The Offences Against the Person Act 1861 and the Infant Life (Preservation) Act 1929 make abortion a crime that carries a maximum life sentence. This crime applies to everyone – doctors, women, violent partners.
If you have an abortion in England and Wales it has to be in a way allowed by the Abortion Act 1967. That means getting two doctors permission, being within a certain time limit, and meeting one of the grounds in law.
If you don’t do this – such as by buying abortion pills on the internet to end your own pregnancy – you are committing a crime.
In the last few years, more than 100 women in England and Wales have been investigated by the police on suspicion of breaking abortion law to end their own pregnancy.
For some very vulnerable women, they took abortion medication after the 24 week limit in a moment of desperation – but for others they did nothing wrong and experienced a miscarriage or stillbirth. These women have been reported by their medical team, arrested, taken from their hospital beds to police cells, interrogated without access to medical care, and separated from their children.
One woman ended up in jail.
These women need compassion, not criminalisation.

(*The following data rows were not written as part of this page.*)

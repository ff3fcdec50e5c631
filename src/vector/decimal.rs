//! # Decimal Vector
//!
//! Fixed 16-byte elements holding a little-endian two's-complement
//! significand; precision and scale ride on the vector's field and are
//! validated once at construction. Writes check that the value's scale
//! matches the vector and that the significand fits the declared
//! precision.
//!
//! `get` hands back a zero-copy 16-byte view of the slot; `get_object`
//! decodes the owned [`DecimalValue`] form.

use eyre::Result;

use crate::error::VectorError;
use crate::memory::{BufferAllocator, ByteBuffer};
use crate::types::{DecimalValue, Field};
use crate::vector::base::VectorBody;
use crate::vector::holder::{DecimalHolder, NullableDecimalHolder};

const TYPE_WIDTH: usize = 16;

/// Nullable vector of 16-byte decimals with fixed precision and scale.
#[derive(Debug)]
pub struct DecimalVector {
    body: VectorBody,
    precision: u8,
    scale: u8,
}

impl DecimalVector {
    /// Creates an empty decimal vector; fails with `InvalidArgument` when
    /// `precision ∉ [1, 38]` or `scale > precision`.
    pub fn new(
        name: &str,
        allocator: &BufferAllocator,
        precision: u8,
        scale: u8,
    ) -> Result<Self> {
        let field = Field::decimal(name, precision, scale)?;
        Ok(Self {
            body: VectorBody::new(field, allocator.clone()),
            precision,
            scale,
        })
    }

    pub(crate) fn from_field(field: Field, allocator: BufferAllocator) -> Self {
        let precision = field.precision().unwrap_or(1);
        let scale = field.scale().unwrap_or(0);
        Self {
            body: VectorBody::new(field, allocator),
            precision,
            scale,
        }
    }

    pub fn precision(&self) -> u8 {
        self.precision
    }

    pub fn scale(&self) -> u8 {
        self.scale
    }

    /// Zero-copy 16-byte view of the slot; fails with `NullValue` on a
    /// null slot. Never allocates.
    pub fn get(&self, index: usize) -> Result<ByteBuffer> {
        self.body.slice_value(index)
    }

    /// Decoded owned form; `None` for a null slot.
    pub fn get_object(&self, index: usize) -> Option<DecimalValue> {
        self.body
            .value_or_null::<i128>(index)
            .map(|unscaled| DecimalValue::new(unscaled, self.scale))
    }

    pub fn get_holder(&self, index: usize, holder: &mut NullableDecimalHolder) {
        match self.body.slice_value(index) {
            Ok(slot) => {
                holder.is_set = 1;
                holder.buffer = Some(slot);
                holder.start = 0;
                holder.precision = self.precision;
                holder.scale = self.scale;
            }
            Err(_) => holder.is_set = 0,
        }
    }

    fn check_value(&self, value: &DecimalValue) -> Result<()> {
        if value.scale != self.scale {
            eyre::bail!(VectorError::InvalidArgument(format!(
                "decimal scale {} does not match vector scale {}",
                value.scale, self.scale
            )));
        }
        let bound = 10u128.pow(self.precision as u32);
        if value.unscaled.unsigned_abs() >= bound {
            eyre::bail!(VectorError::InvalidArgument(format!(
                "unscaled value {} exceeds precision {}",
                value.unscaled, self.precision
            )));
        }
        Ok(())
    }

    /// Non-growing write; validates scale and precision first.
    pub fn set(&mut self, index: usize, value: DecimalValue) -> Result<()> {
        self.check_value(&value)?;
        self.body.set_value::<i128>(index, value.unscaled)
    }

    pub fn set_safe(&mut self, index: usize, value: DecimalValue) -> Result<()> {
        self.check_value(&value)?;
        self.body.handle_safe(index)?;
        self.body.set_value::<i128>(index, value.unscaled)
    }

    pub fn set_null(&mut self, index: usize) -> Result<()> {
        self.body.set_null(index)
    }

    /// Copies 16 raw bytes from `buffer` at `start` into the slot.
    pub fn set_bytes_at(&mut self, index: usize, start: usize, buffer: &ByteBuffer) -> Result<()> {
        let mut slot = [0u8; TYPE_WIDTH];
        buffer.get_bytes(start, &mut slot);
        self.body.set_value_bytes(index, &slot)
    }

    pub fn set_bytes_at_safe(
        &mut self,
        index: usize,
        start: usize,
        buffer: &ByteBuffer,
    ) -> Result<()> {
        self.body.handle_safe(index)?;
        self.set_bytes_at(index, start, buffer)
    }

    pub fn set_holder(&mut self, index: usize, holder: &DecimalHolder) -> Result<()> {
        let Some(buffer) = &holder.buffer else {
            eyre::bail!(VectorError::InvalidArgument(
                "decimal holder carries no buffer".into()
            ));
        };
        let mut slot = [0u8; TYPE_WIDTH];
        buffer.get_bytes(holder.start, &mut slot);
        self.body.set_value_bytes(index, &slot)
    }

    pub fn set_holder_safe(&mut self, index: usize, holder: &DecimalHolder) -> Result<()> {
        self.body.handle_safe(index)?;
        self.set_holder(index, holder)
    }

    /// Rejects `is_set < 0`; `is_set == 0` clears the slot.
    pub fn set_nullable(&mut self, index: usize, holder: &NullableDecimalHolder) -> Result<()> {
        if holder.is_set < 0 {
            eyre::bail!(VectorError::InvalidArgument(format!(
                "holder is_set must be non-negative, got {}",
                holder.is_set
            )));
        }
        if holder.is_set > 0 {
            let Some(buffer) = &holder.buffer else {
                eyre::bail!(VectorError::InvalidArgument(
                    "decimal holder carries no buffer".into()
                ));
            };
            let mut slot = [0u8; TYPE_WIDTH];
            buffer.get_bytes(holder.start, &mut slot);
            self.body.set_value_bytes(index, &slot)
        } else {
            self.body.clear_validity(index)
        }
    }

    pub fn set_nullable_safe(
        &mut self,
        index: usize,
        holder: &NullableDecimalHolder,
    ) -> Result<()> {
        self.body.handle_safe(index)?;
        self.set_nullable(index, holder)
    }

    /// Disjoint form of the nullable-holder setter over raw slot bytes.
    pub fn set_parts(
        &mut self,
        index: usize,
        is_set: i32,
        start: usize,
        buffer: &ByteBuffer,
    ) -> Result<()> {
        if is_set < 0 {
            eyre::bail!(VectorError::InvalidArgument(format!(
                "holder is_set must be non-negative, got {is_set}"
            )));
        }
        if is_set > 0 {
            self.set_bytes_at(index, start, buffer)
        } else {
            self.body.clear_validity(index)
        }
    }

    pub fn set_parts_safe(
        &mut self,
        index: usize,
        is_set: i32,
        start: usize,
        buffer: &ByteBuffer,
    ) -> Result<()> {
        self.body.handle_safe(index)?;
        self.set_parts(index, is_set, start, buffer)
    }

    /// Cursor over the logical length in decoded form.
    pub fn iter(&self) -> impl Iterator<Item = Option<DecimalValue>> + '_ {
        (0..self.body.value_count()).map(move |index| self.get_object(index))
    }
}

crate::impl_value_vector!(DecimalVector);

impl crate::vector::FixedWidthVector for DecimalVector {
    fn new_sibling(&self, name: &str, allocator: &BufferAllocator) -> Self {
        Self::from_field(self.body.field().with_name(name), allocator.clone())
    }

    fn transfer_to(&mut self, target: &mut Self) -> Result<()> {
        self.body.transfer_to(&mut target.body)
    }

    fn split_and_transfer_to(&self, start: usize, length: usize, target: &mut Self) -> Result<()> {
        self.body.split_and_transfer_to(start, length, &mut target.body)
    }

    fn copy_from(&mut self, from: &Self, from_index: usize, to_index: usize) -> Result<()> {
        self.body.copy_from(&from.body, from_index, to_index)
    }

    fn copy_from_safe(&mut self, from: &Self, from_index: usize, to_index: usize) -> Result<()> {
        self.body.copy_from_safe(&from.body, from_index, to_index)
    }
}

The only way to do that is to change the law.
Abortion law is made by Members of Parliament (MPs). It’s known as a ‘conscience issue’ – so government doesn’t take a position and doesn’t change the law themselves.
We can change abortion law through MPs who don’t have a job in government, known as backbenchers. The backbencher we’re working with is called Tonia Antoniazzi, the experienced and well-respected Labour MP for Gower. We’re also working with MPs from other parties who are helping us get support from across Parliament.

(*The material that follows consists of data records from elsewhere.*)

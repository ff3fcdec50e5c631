//! # Allocation Constants
//!
//! Sizing defaults for vector buffers. All buffer growth in the crate is
//! derived from these two values.
//!
//! ```text
//! INITIAL_VALUE_ALLOCATION (3970 elements)
//!       │
//!       └─> default element capacity of a freshly allocated vector; the
//!           widest element (16-byte decimal) lands the first value buffer
//!           just under a 64 KiB allocation
//!
//! MAX_ALLOCATION_BYTES (2^31 - 8)
//!       │
//!       └─> hard cap for a single buffer; requests past this fail with
//!           OversizedAllocation before the allocator is consulted.
//!           Doubling growth checks against it on every reallocation.
//! ```
//!
//! ## Usage
//!
//! Import constants from this module rather than defining them locally:
//!
//! ```ignore
//! use crate::config::{INITIAL_VALUE_ALLOCATION, MAX_ALLOCATION_BYTES};
//! ```

/// Default element capacity for a vector allocated without an explicit
/// initial capacity.
pub const INITIAL_VALUE_ALLOCATION: usize = 3970;

/// Hard upper bound in bytes for any single buffer allocation.
pub const MAX_ALLOCATION_BYTES: usize = (1 << 31) - 8;

// The widest fixed element is 16 bytes; the default allocation must stay
// far below the hard cap so the first doubling cannot overflow it.
const _: () = assert!(INITIAL_VALUE_ALLOCATION * 16 < MAX_ALLOCATION_BYTES / 2);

These MPs can propose a change to a piece of legislation that’s going through parliament. The current bill we’re working on is the Crime and Policing Bill. It’s being passed through parliament during 2025.
Our change is simple – it says:
For the purposes of the law related to abortion, including sections 58 and 59 of the Offences Against the Person Act 1861 and the Infant Life (Preservation) Act 1929, no offence is committed by a woman acting in relation to her own pregnancy.

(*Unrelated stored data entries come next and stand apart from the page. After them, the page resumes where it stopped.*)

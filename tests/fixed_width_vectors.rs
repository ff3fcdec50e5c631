//! # Fixed-Width Vector Property Tests
//!
//! Cross-type behavior of the vector family against its contract.
//!
//! ## Test Coverage
//!
//! 1. Round Trips
//!    - Non-null values per type (floats compared by bit pattern)
//!    - Null writes and null-overwrites-value
//!    - Holder round trips
//!
//! 2. Capacity and Growth
//!    - Capacity never decreases except across clear
//!    - Growth preserves values and validity
//!    - Sparse safe writes far past the initial capacity
//!
//! 3. Transfer and Split
//!    - Transfer empties the source and moves contents
//!    - Split contents match the source range, aligned and unaligned
//!    - Aligned splits share storage; unaligned splits copy
//!    - Type mismatches are rejected with both vectors unchanged
//!
//! 4. Sizing Laws
//!    - Buffer size law per width, and the empty-vector case
//!    - Null count equals value count minus bitmap popcount

use colvec::bitmap;
use colvec::memory::BufferAllocator;
use colvec::vector::holder::NullableIntHolder;
use colvec::{
    BitVector, DecimalValue, DecimalVector, Float8Vector, IntVector, IntervalDayTime,
    IntervalDayVector, FixedWidthVector, ValueVector, VectorError,
};

fn error_kind<'a>(err: &'a eyre::Report) -> &'a VectorError {
    err.downcast_ref::<VectorError>()
        .expect("error should carry a VectorError kind")
}

// ============================================================================
// Round Trips
// ============================================================================

#[test]
fn non_null_round_trip_int() {
    let allocator = BufferAllocator::new();
    let mut ints = IntVector::new("v", &allocator);
    ints.allocate_new().unwrap();
    for (i, value) in [i32::MIN, -1, 0, 1, i32::MAX].into_iter().enumerate() {
        ints.set_safe(i, value).unwrap();
    }
    ints.set_value_count(5).unwrap();
    assert_eq!(ints.get(0).unwrap(), i32::MIN);
    assert_eq!(ints.get(4).unwrap(), i32::MAX);
    assert_eq!(ints.null_count(), 0);
}

#[test]
fn non_null_round_trip_interval_day() {
    let allocator = BufferAllocator::new();
    let mut intervals = IntervalDayVector::new("v", &allocator);
    intervals.allocate_new().unwrap();
    let value = IntervalDayTime::new(-3, 86_399_999);
    intervals.set_safe(0, value).unwrap();
    intervals.set_value_count(1).unwrap();
    assert_eq!(intervals.get(0).unwrap(), value);
}

#[test]
fn null_round_trip() {
    let allocator = BufferAllocator::new();
    let mut ints = IntVector::new("v", &allocator);
    ints.allocate_new().unwrap();
    ints.set_null(3).unwrap();
    ints.set_value_count(4).unwrap();
    assert!(!ints.is_set(3));
    assert_eq!(ints.get_object(3), None);
}

#[test]
fn null_overwrites_value() {
    let allocator = BufferAllocator::new();
    let mut ints = IntVector::new("v", &allocator);
    ints.allocate_new().unwrap();
    ints.set_safe(0, 42).unwrap();
    ints.set_null(0).unwrap();
    ints.set_value_count(1).unwrap();
    assert!(!ints.is_set(0));
    assert_eq!(ints.get_object(0), None);
    assert_eq!(ints.null_count(), 1);
}

#[test]
fn holder_round_trip() {
    let allocator = BufferAllocator::new();
    let mut ints = IntVector::new("v", &allocator);
    ints.allocate_new().unwrap();
    ints.set_nullable_safe(0, &NullableIntHolder { is_set: 1, value: -9 })
        .unwrap();
    ints.set_nullable_safe(1, &NullableIntHolder { is_set: 0, value: 123 })
        .unwrap();
    ints.set_value_count(2).unwrap();

    let mut holder = NullableIntHolder::default();
    ints.get_holder(0, &mut holder);
    assert_eq!((holder.is_set, holder.value), (1, -9));
    ints.get_holder(1, &mut holder);
    assert_eq!(holder.is_set, 0);
}

// ============================================================================
// Capacity and Growth
// ============================================================================

#[test]
fn capacity_is_monotone_until_clear() {
    let allocator = BufferAllocator::new();
    let mut ints = IntVector::new("v", &allocator);
    ints.allocate_with_capacity(16).unwrap();
    let mut last = ints.value_capacity();
    assert!(last >= 16);
    for step in 1..6 {
        ints.set_safe(last * step, 1).unwrap();
        let now = ints.value_capacity();
        assert!(now >= last, "capacity shrank: {last} -> {now}");
        last = now;
    }
    ints.clear();
    assert_eq!(ints.value_capacity(), 0);
}

#[test]
fn growth_preserves_values_and_validity() {
    let allocator = BufferAllocator::new();
    let mut floats = Float8Vector::new("v", &allocator);
    floats.allocate_with_capacity(8).unwrap();
    floats.set_safe(0, 1.5).unwrap();
    floats.set_null(1).unwrap();
    floats.set_safe(2, -2.25).unwrap();
    floats.set_value_count(3).unwrap();

    let capacity = floats.value_capacity();
    floats.set_safe(capacity + 1, 9.0).unwrap();
    assert!(floats.value_capacity() > capacity);
    assert_eq!(floats.get(0).unwrap(), 1.5);
    assert!(!floats.is_set(1));
    assert_eq!(floats.get(2).unwrap(), -2.25);
}

#[test]
fn sparse_safe_write_far_past_capacity() {
    let allocator = BufferAllocator::new();
    let mut ints = IntVector::new("v", &allocator);
    ints.allocate_new().unwrap();
    ints.set_safe(1_000_000, 42).unwrap();
    ints.set_value_count(1_000_001).unwrap();

    assert!(ints.value_capacity() >= 1_000_001);
    assert_eq!(ints.get(1_000_000).unwrap(), 42);
    let err = ints.get(0).unwrap_err();
    assert!(matches!(error_kind(&err), VectorError::NullValue(0)));
    assert_eq!(ints.null_count(), 1_000_000);
}

// ============================================================================
// Transfer and Split
// ============================================================================

#[test]
fn transfer_empties_source_and_moves_contents() {
    let allocator = BufferAllocator::new();
    let mut source = Float8Vector::new("src", &allocator);
    source.allocate_new().unwrap();
    source.set_safe(0, 0.5).unwrap();
    source.set_null(1).unwrap();
    source.set_safe(2, -8.0).unwrap();
    source.set_value_count(3).unwrap();

    let mut target = source.new_sibling("dst", &allocator);
    source.transfer_to(&mut target).unwrap();

    assert_eq!(source.value_count(), 0);
    assert_eq!(source.value_capacity(), 0);
    assert_eq!(source.buffer_size(), 0);
    assert_eq!(target.value_count(), 3);
    assert_eq!(target.get(0).unwrap(), 0.5);
    assert!(!target.is_set(1));
    assert_eq!(target.get(2).unwrap(), -8.0);
}

#[test]
fn split_matches_source_range() {
    let allocator = BufferAllocator::new();
    let mut source = IntVector::new("src", &allocator);
    source.allocate_new().unwrap();
    let total = 40;
    for i in 0..total {
        if i % 5 == 0 {
            source.set_null(i).unwrap();
        } else {
            source.set_safe(i, i as i32 * 3).unwrap();
        }
    }
    source.set_value_count(total).unwrap();
    let snapshot: Vec<Option<i32>> = source.iter().collect();

    for (start, length) in [(0, 8), (8, 16), (3, 9), (13, 27)] {
        let mut target = source.new_sibling("dst", &allocator);
        source.split_and_transfer_to(start, length, &mut target).unwrap();
        assert_eq!(target.value_count(), length);
        for k in 0..length {
            assert_eq!(
                target.get_object(k),
                snapshot[start + k],
                "slot {k} of split [{start}, {start}+{length})"
            );
        }
    }
}

#[test]
fn aligned_split_shares_value_storage() {
    let allocator = BufferAllocator::new();
    let mut source = IntVector::new("src", &allocator);
    source.allocate_new().unwrap();
    for i in 0..32 {
        source.set_safe(i, i as i32).unwrap();
    }
    source.set_value_count(32).unwrap();
    let bytes_before = allocator.allocated_bytes();

    let mut target = source.new_sibling("dst", &allocator);
    source.split_and_transfer_to(8, 16, &mut target).unwrap();

    // both buffers were sliced, not copied
    assert_eq!(allocator.allocated_bytes(), bytes_before);
    for buffer in target.field_buffers() {
        assert!(buffer.ref_count() > 1, "expected shared storage");
    }
    assert_eq!(target.get(0).unwrap(), 8);
    assert_eq!(target.get(15).unwrap(), 23);
}

#[test]
fn unaligned_split_allocates_fresh_bitmaps() {
    let allocator = BufferAllocator::new();
    let mut source = IntVector::new("src", &allocator);
    source.allocate_new().unwrap();
    for i in 0..32 {
        source.set_safe(i, i as i32).unwrap();
    }
    source.set_value_count(32).unwrap();

    let mut target = source.new_sibling("dst", &allocator);
    source.split_and_transfer_to(5, 11, &mut target).unwrap();

    let buffers = target.field_buffers();
    assert_eq!(buffers[0].ref_count(), 1, "validity must be a fresh copy");
    assert!(buffers[1].ref_count() > 1, "values still slice zero-copy");
    for k in 0..11 {
        assert_eq!(target.get(k).unwrap(), 5 + k as i32);
    }
}

#[test]
fn split_past_value_count_is_rejected() {
    let allocator = BufferAllocator::new();
    let mut source = IntVector::new("src", &allocator);
    source.allocate_new().unwrap();
    source.set_safe(0, 1).unwrap();
    source.set_value_count(4).unwrap();

    let mut target = source.new_sibling("dst", &allocator);
    let err = source.split_and_transfer_to(2, 3, &mut target).unwrap_err();
    assert!(matches!(error_kind(&err), VectorError::InvalidArgument(_)));
}

#[test]
fn transfer_between_different_types_is_rejected() {
    let allocator = BufferAllocator::new();
    let mut ints = IntVector::new("src", &allocator);
    ints.allocate_new().unwrap();
    ints.set_safe(0, 5).unwrap();
    ints.set_value_count(1).unwrap();

    let mut floats = Float8Vector::new("dst", &allocator);
    floats.allocate_new().unwrap();
    let err = ints
        .make_transfer_pair(&mut floats as &mut dyn ValueVector)
        .unwrap_err();
    assert!(matches!(error_kind(&err), VectorError::TypeMismatch { .. }));
    // both vectors unchanged
    assert_eq!(ints.value_count(), 1);
    assert_eq!(ints.get(0).unwrap(), 5);
    assert_eq!(floats.value_count(), 0);
}

#[test]
fn decimal_transfer_checks_parameters() {
    let allocator = BufferAllocator::new();
    let mut a = DecimalVector::new("a", &allocator, 10, 2).unwrap();
    a.allocate_new().unwrap();
    a.set_safe(0, DecimalValue::new(100, 2)).unwrap();
    a.set_value_count(1).unwrap();

    let mut b = DecimalVector::new("b", &allocator, 10, 3).unwrap();
    let err = a.transfer_to(&mut b).unwrap_err();
    assert!(matches!(error_kind(&err), VectorError::TypeMismatch { .. }));
    assert_eq!(a.value_count(), 1);
}

// ============================================================================
// Boundary Scenarios
// ============================================================================

#[test]
fn empty_vector_has_zero_buffer_size() {
    let allocator = BufferAllocator::new();
    let ints = IntVector::new("v", &allocator);
    assert_eq!(ints.buffer_size(), 0);
    assert_eq!(ints.buffer_size_for(0), 0);
}

#[test]
fn float8_special_values() {
    let allocator = BufferAllocator::new();
    let mut floats = Float8Vector::new("v", &allocator);
    floats.allocate_new().unwrap();
    let nan = f64::from_bits(0x7FF8_DEAD_BEEF_0001);
    floats.set_safe(0, 1.0).unwrap();
    floats.set_null(1).unwrap();
    floats.set_safe(2, -0.0).unwrap();
    floats.set_safe(3, f64::INFINITY).unwrap();
    floats.set_safe(4, nan).unwrap();
    floats.set_value_count(5).unwrap();

    assert_eq!(floats.null_count(), 1);
    assert_eq!(floats.get(3).unwrap(), f64::INFINITY);
    assert_eq!(floats.get(4).unwrap().to_bits(), nan.to_bits());
    assert_eq!(floats.get(2).unwrap().to_bits(), (-0.0f64).to_bits());
    assert!(!floats.is_set(1));
}

#[test]
fn bit_vector_alternating_and_unaligned_split() {
    let allocator = BufferAllocator::new();
    let mut bits = BitVector::new("v", &allocator);
    bits.allocate_new().unwrap();
    for i in 0..17 {
        bits.set_safe(i, i % 2 == 1).unwrap();
    }
    bits.set_value_count(17).unwrap();
    for i in 0..17 {
        assert_eq!(bits.get_object(i), Some(i % 2 == 1));
    }

    let mut target = bits.new_sibling("split", &allocator);
    bits.split_and_transfer_to(3, 9, &mut target).unwrap();
    assert_eq!(target.value_count(), 9);
    // offset 3 inside a byte: the value buffer must be freshly allocated
    let buffers = target.field_buffers();
    assert_eq!(buffers[1].ref_count(), 1);
    for k in 0..9 {
        assert_eq!(target.get(k).unwrap(), (3 + k) % 2 == 1, "bit {k}");
    }
}

#[test]
fn decimal_round_trip_and_precision_guard() {
    let allocator = BufferAllocator::new();
    let mut decimals = DecimalVector::new("price", &allocator, 10, 2).unwrap();
    decimals.allocate_new().unwrap();
    decimals.set_safe(0, DecimalValue::new(123_456, 2)).unwrap();
    decimals.set_value_count(1).unwrap();

    let decoded = decimals.get_object(0).unwrap();
    assert_eq!(decoded.unscaled, 123_456);
    assert_eq!(decoded.scale, 2);

    // 10^11 needs 12 integer digits against precision 10
    let err = decimals
        .set_safe(1, DecimalValue::new(10i128.pow(13), 2))
        .unwrap_err();
    assert!(matches!(error_kind(&err), VectorError::InvalidArgument(_)));
}

// ============================================================================
// Sizing Laws
// ============================================================================

#[test]
fn buffer_size_law_per_width() {
    let allocator = BufferAllocator::new();

    let mut ints = IntVector::new("v", &allocator);
    ints.allocate_new().unwrap();
    ints.set_safe(9, 1).unwrap();
    ints.set_value_count(10).unwrap();
    assert_eq!(ints.buffer_size(), 2 + 10 * 4);
    assert_eq!(ints.buffer_size_for(8), 1 + 8 * 4);

    let mut bits = BitVector::new("v", &allocator);
    bits.allocate_new().unwrap();
    bits.set_safe(9, true).unwrap();
    bits.set_value_count(10).unwrap();
    assert_eq!(bits.buffer_size(), 2 * 2);

    let mut decimals = DecimalVector::new("v", &allocator, 10, 0).unwrap();
    decimals.allocate_new().unwrap();
    decimals.set_safe(2, DecimalValue::new(1, 0)).unwrap();
    decimals.set_value_count(3).unwrap();
    assert_eq!(decimals.buffer_size(), 1 + 3 * 16);
}

#[test]
fn null_count_matches_bitmap_popcount() {
    let allocator = BufferAllocator::new();
    let mut ints = IntVector::new("v", &allocator);
    ints.allocate_new().unwrap();
    let total = 29;
    for i in 0..total {
        if i % 4 == 1 {
            ints.set_null(i).unwrap();
        } else {
            ints.set_safe(i, 7).unwrap();
        }
    }
    ints.set_value_count(total).unwrap();

    let buffers = ints.field_buffers();
    let set_bits = bitmap::pop_count(buffers[0], bitmap::bytes_for_bits(total));
    assert_eq!(ints.null_count(), total - set_bits);
    assert_eq!(ints.null_count(), 7);
}

#[test]
fn copy_from_preserves_untouched_null_branch() {
    let allocator = BufferAllocator::new();
    let mut source = IntVector::new("src", &allocator);
    source.allocate_new().unwrap();
    source.set_safe(0, 11).unwrap();
    source.set_null(1).unwrap();
    source.set_value_count(2).unwrap();

    let mut sink = IntVector::new("dst", &allocator);
    sink.allocate_new().unwrap();
    sink.set_safe(0, 99).unwrap();
    sink.set_safe(1, 98).unwrap();
    sink.set_value_count(2).unwrap();

    sink.copy_from(&source, 0, 0).unwrap();
    // a null source slot leaves the destination slot as it was
    sink.copy_from(&source, 1, 1).unwrap();
    assert_eq!(sink.get(0).unwrap(), 11);
    assert_eq!(sink.get(1).unwrap(), 98);
}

This amendment is laid as New Clause 1 (NC1) to the Crime and Policing Bill.
It would not change anything about how abortion is provided in England and Wales – it would not change the time limit, the requirement for two doctors to sign off on an abortion, the grounds a woman must meet, the law on sex selective abortion, or the laws which criminalise violent partners who try to end a pregnancy without consent.
All it would do is make sure that no more women are arrested under abortion law.
We are working with 50 organisations to make this change happen.
Together, they represent more than 800,000 medical staff; provide more than 250,000 abortions every year; protect tens of thousands of women; and stand with millions of workers.
You can find the full list of organisations in our joint briefing below.
BPAS started the campaign to decriminalise and reform abortion law in 2012 and have built a coalition of 50 pro-choice organisations committed to it. It’s a generational change, and one we’re fully committed to delivering for women.
Abortion law is complex – it’s made up of criminal law, healthcare law, government regulation, and broader healthcare regulation, all of which govern how every one of the 250,000 women a year who get an abortion can access it. Women who have an abortion may not see how that law works in practice – but that’s because providers have worked for decades to make sure abortion is as accessible under the law as possible.
All of this means that changing abortion law is a complex job and one which it’s essential to get right to ensure abortion providers and women can be confident that abortion access won’t be harmed.
That’s why we’re focused on the need for a new Abortion Act – bringing our law up to date, treating abortion like the healthcare it is which means no more two doctors required to approve an abortion, no more grounds to meet, and ensuring our law reflects what we need in 2025. We’re already taking part in this reform in Scotland – and are determined to make the same change in England and Wales.
That’s why we’re supporting NC1 to the Crime and Policing Bill and not supporting NC20 – to make sure we solve the urgent issue of women being criminalised now, and make sure that any change to the wider law is properly considered and does not risk harming the very thing we’re all trying to protect.